Des sociétés arabes en proie à « une fatigue sociale ».

Face à ce basculement historique dont nous ne connaissons ni ne maîtrisons tous les déterminants, il est bon de rappeler combien ces sociétés arabes étaient en proie à une sorte de « fatigue sociale » en raison des contextes politiques, économiques et sociétaux qui contribuaient à les « anesthésier », voire même à les paralyser. Progressivement s’était mise en place à la tête des États une sorte de « cartellisation » du pouvoir doublée d’un durcissement sécuritaire. Aucune limite dans le temps ne laissait espérer un renouvellement des dirigeants dans ce système plébiscitaire figé. Les groupes qui monopolisaient la coercition violente avaient et ont encore, dans certains d’entre eux, un rôle considérable au sein de la société. « Le phénomène de multiplication des corps armés et de police est une caractéristique commune à de nombreux États autoritaires dont le processus d’institutionnalisation demeure inachevé. Le dédoublement et parfois la démultiplication entre armée et police, forces armées et services de renseignement, armées et milices du régime, forces armées de l’État et forces armées privées, témoignent de la défiance du régime à l’égard de ses agences militaires et sécuritaires ». (Elisabeth Picard, Armée et sécurité au cœur de l’autoritarisme).

 

Nous rappelons encore comme les politiques occidentales antiterroristes post 11 Septembre avaient contribué au renforcement des complexes sécuritaires, renforcement qui s’était effectué aux dépens des engagements des États dans les domaines sociaux, éducatifs et de la santé. Ces sociétés étaient traversées par la peur de la répression sous toutes ses formes. C’est cette peur qui a donné aux jeunes la force de faire « bloc » et d’avancer alors que le pouvoir attendait leur retrait. La priorité sécuritaire dans ces États avait favorisé la diminution de leurs fonctions régaliennes au profit de nombreuses ONG, de confréries, d’organes de la société civile qui se substituaient à l’éclatement de la régulation politique de la société. Est-ce la concentration du pouvoir et le détournement des biens communs au profit de quelques-uns qui ont contribué au fait que cette zone géographique, y compris les États producteurs de pétrole, soit la seule zone de la planète à avoir peu progressé durant les dernières décennies, comme en témoignent les rapports du Programme des Nations Unies pour le Développement (PNUD) ?

 

Les chiffres sont accablants : un habitant sur cinq vit avec moins de deux dollars par jour. La période actuelle se caractérise par une pauvreté absolue importante et même croissante dans plusieurs États, dont l’Égypte, où elle touche près d’un cinquième de la population, ou le Yémen, avec près de 50 % des habitants classés dans ce registre de pauvreté absolue.

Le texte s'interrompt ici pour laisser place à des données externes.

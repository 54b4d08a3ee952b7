//! Static content pool for synthesised messages.

use rand::Rng;

/// One (origin, action, recency) tuple.
#[derive(Debug, Clone, Copy, PartialEq, Eq)]
pub struct CatalogEntry {
    pub origin: &'static str,
    pub action: &'static str,
    pub recency: &'static str,
}

pub const ORIGINS: [&str; 24] = [
    "Shanghai", "Beijing", "Guangzhou", "Shenzhen", "Hangzhou", "Chengdu",
    "Chongqing", "Wuhan", "Xi'an", "Nanjing", "Suzhou", "Tianjin",
    "Changsha", "Zhengzhou", "Jinan", "Qingdao", "Xiamen", "Fuzhou",
    "Kunming", "Dalian", "Shenyang", "Harbin", "Taipei", "Hong Kong",
];

pub const ACTIONS: [&str; 30] = [
    "had a full-sugar milk tea",
    "decided to leave work early",
    "bought themselves a bouquet",
    "went to see a movie",
    "took an afternoon nap",
    "treated themselves to a feast",
    "skipped a party they didn't want to go to",
    "muted the work group chat",
    "walked in the park for an hour",
    "played their favourite playlist",
    "bought themselves new clothes",
    "took a long hot bath",
    "ordered their favourite takeout",
    "deleted a contact that made them unhappy",
    "put the phone down and read a book",
    "did some yoga",
    "painted a picture",
    "wrote a diary entry",
    "made themselves breakfast",
    "tidied up their room",
    "turned off the alarm and slept in",
    "said no to overtime",
    "gave themselves a day off",
    "spent the afternoon in a cafe",
    "bought a book they had wanted for ages",
    "booked a massage",
    "changed their phone wallpaper",
    "unfollowed the negativity",
    "wrote themselves a letter",
    "learned to say \"no\"",
];

pub const RECENCY_LABELS: [&str; 9] = [
    "just now",
    "1 min ago",
    "2 min ago",
    "3 min ago",
    "5 min ago",
    "10 min ago",
    "15 min ago",
    "30 min ago",
    "1 hour ago",
];

/// Recency label given to live submissions.
pub const LIVE_RECENCY: &str = "just now";

/// Origin label used when a submitter leaves it blank.
pub const DEFAULT_LIVE_ORIGIN: &str = "You";

const fn entry(origin: &'static str, action: &'static str, recency: &'static str) -> CatalogEntry {
    CatalogEntry { origin, action, recency }
}

/// Ordered preset feed seeded at startup.
pub const PRESETS: [CatalogEntry; 48] = [
    entry("Shanghai", "had a full-sugar milk tea", "just now"),
    entry("Beijing", "decided to leave work early", "1 min ago"),
    entry("Guangzhou", "bought themselves a bouquet", "2 min ago"),
    entry("Shenzhen", "went to see a movie", "3 min ago"),
    entry("Hangzhou", "took an afternoon nap", "5 min ago"),
    entry("Chengdu", "treated themselves to a feast", "10 min ago"),
    entry("Chongqing", "skipped a party they didn't want to go to", "15 min ago"),
    entry("Wuhan", "muted the work group chat", "30 min ago"),
    entry("Xi'an", "walked in the park for an hour", "1 hour ago"),
    entry("Nanjing", "played their favourite playlist", "just now"),
    entry("Suzhou", "bought themselves new clothes", "1 min ago"),
    entry("Tianjin", "took a long hot bath", "2 min ago"),
    entry("Changsha", "ordered their favourite takeout", "3 min ago"),
    entry("Zhengzhou", "deleted a contact that made them unhappy", "5 min ago"),
    entry("Jinan", "put the phone down and read a book", "10 min ago"),
    entry("Qingdao", "did some yoga", "15 min ago"),
    entry("Xiamen", "painted a picture", "30 min ago"),
    entry("Fuzhou", "wrote a diary entry", "1 hour ago"),
    entry("Kunming", "made themselves breakfast", "just now"),
    entry("Dalian", "tidied up their room", "1 min ago"),
    entry("Shenyang", "turned off the alarm and slept in", "2 min ago"),
    entry("Harbin", "said no to overtime", "3 min ago"),
    entry("Taipei", "gave themselves a day off", "5 min ago"),
    entry("Hong Kong", "spent the afternoon in a cafe", "10 min ago"),
    entry("Shanghai", "bought a book they had wanted for ages", "15 min ago"),
    entry("Beijing", "went to a concert", "30 min ago"),
    entry("Guangzhou", "bought themselves fresh flowers", "1 hour ago"),
    entry("Shenzhen", "switched off the phone to enjoy the quiet", "just now"),
    entry("Hangzhou", "went to the seaside for the breeze", "1 min ago"),
    entry("Chengdu", "had a hotpot dinner", "2 min ago"),
    entry("Chongqing", "watched a sunset", "3 min ago"),
    entry("Wuhan", "bought a piece of clothing they loved", "5 min ago"),
    entry("Xi'an", "cooked a great meal at home", "10 min ago"),
    entry("Nanjing", "turned off all notifications", "15 min ago"),
    entry("Suzhou", "went to an art exhibition", "30 min ago"),
    entry("Tianjin", "bought a bunch of sunflowers", "1 hour ago"),
    entry("Changsha", "took a long, long nap", "just now"),
    entry("Zhengzhou", "deleted photos they didn't like", "1 min ago"),
    entry("Jinan", "spent the afternoon in a bookshop", "2 min ago"),
    entry("Qingdao", "strolled along the beach", "3 min ago"),
    entry("Xiamen", "bought themselves new shoes", "5 min ago"),
    entry("Fuzhou", "listened to a whole album", "10 min ago"),
    entry("Kunming", "refused to do something they didn't want to", "15 min ago"),
    entry("Dalian", "rewatched a favourite film", "30 min ago"),
    entry("Shenyang", "made breakfast for themselves", "1 hour ago"),
    entry("Harbin", "sorted out the wardrobe", "just now"),
    entry("Taipei", "zoned out in a coffee shop", "1 min ago"),
    entry("Hong Kong", "bought the perfume they had their eye on", "2 min ago"),
];

/// Draw a random (origin, action, recency) tuple from the pools.
pub fn random_entry<R: Rng>(rng: &mut R) -> CatalogEntry {
    CatalogEntry {
        origin: ORIGINS[rng.random_range(0..ORIGINS.len())],
        action: ACTIONS[rng.random_range(0..ACTIONS.len())],
        recency: RECENCY_LABELS[rng.random_range(0..RECENCY_LABELS.len())],
    }
}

Le pourcentage (officiel) des chômeurs frôle les 20 %, 23 % des plus de 15 ans sont analphabètes, il y a plus de 17 % d’illettrés malgré la très forte hausse de l’alphabétisation, sans oublier le taux de mortalité des mères, la sous-représentation des femmes dans les espaces politiques (les parlements ne comptent que 8 % de femmes députées contre une moyenne mondiale de 18 %). Ajoutons, à ces constats la prise en compte d’un contexte démographique difficile pour les politiques publiques de ces États : 65 % des populations a moins de 25 ans, l’âge moyen atteint tout juste 22 ans (contre une moyenne mondiale de 28 ans), malgré une forte et rapide baisse de la fécondité des femmes au Maghreb (de six enfants par femme dans les années 1980, on est passé à un peu plus de deux aujourd’hui). Tous ces éléments modifient en profondeur les rapports intergénérationnels et l’organisation de la société. Ils nous éclairent sur la conflictualité interne qui perdure aujourd’hui à l’intérieur de ces sociétés, conflictualité largement sous-estimée par les Occidentaux mobilisés sur des impératifs sécuritaires, des angoisses autour de l’islam, des intérêts économiques et avec un regard quelque peu condescendant à leur égard. Face à ces constats, on peut affirmer, comme Václav Havel dans son essai politique « Le pouvoir des sans pouvoir », que les individus de ces sociétés, et plus particulièrement les jeunes, étaient en position de « sous-citoyens », ce qui explique que le premier mot scandé lors des manifestations ait été « dignité ».

 

De quelle « société civile » parlons-nous ?

Avant d’évoquer l’organisation de la société civile, il faut plutôt parler, dans un premier temps, d’une forme de dissidence dans l’affirmation de l’individu et de la volonté de maintenir, malgré tout, des liens sociaux dans la vérité et la transparence. « Comparaison n’est pas raison », certes, mais, les propos de Václav Havel dans « Le pouvoir des sans pouvoir» sur le Printemps de Prague résonnent étrangement en écho : « Il est aujourd’hui difficile de rechercher dans quel milieu, quand et par quels sentiers sinueux tel ou tel acte ou position authentique a agi et de quelle manière le virus de la vérité s’est graduellement propagé à travers les tissus de la ˝vie dans le mensonge˝ et a commencé à l’attaquer ; une chose pourtant semble manifeste : ˝la tentative de réforme politique n’a pas été la cause de l’éveil de la société, mais bien sa conséquence finale˝».

 

Ce sont les jeunes, forces vives des États, par opposition aux hommes politiques considérés comme des « professionnels » de la politique, qui descendent dans les rues et sur les places et qui sont l’expression du corps social par opposition au corps politique. Ces jeunes sont en attente d’une vie sociale et économique organisée selon la logique de la société civile, suivant une ligne qui trouverait sa dynamique à l’intérieur d’elle-même plutôt que dans le rôle de l’État. Václav Havel parle de « la vraie vie » par opposition au mensonge et à la corruption ambiante des régimes autoritaires. « Notre révolution est civile, ni violente, ni religieuse » avaient pour slogan les militants de la place Tahrir. C’est selon cette approche de la société civile que nous nous interrogerons sur le rôle des jeunes dans les sociétés lors du printemps arabe.

 

Des jeunes « pluriels », toutes victimes d’un déclassement .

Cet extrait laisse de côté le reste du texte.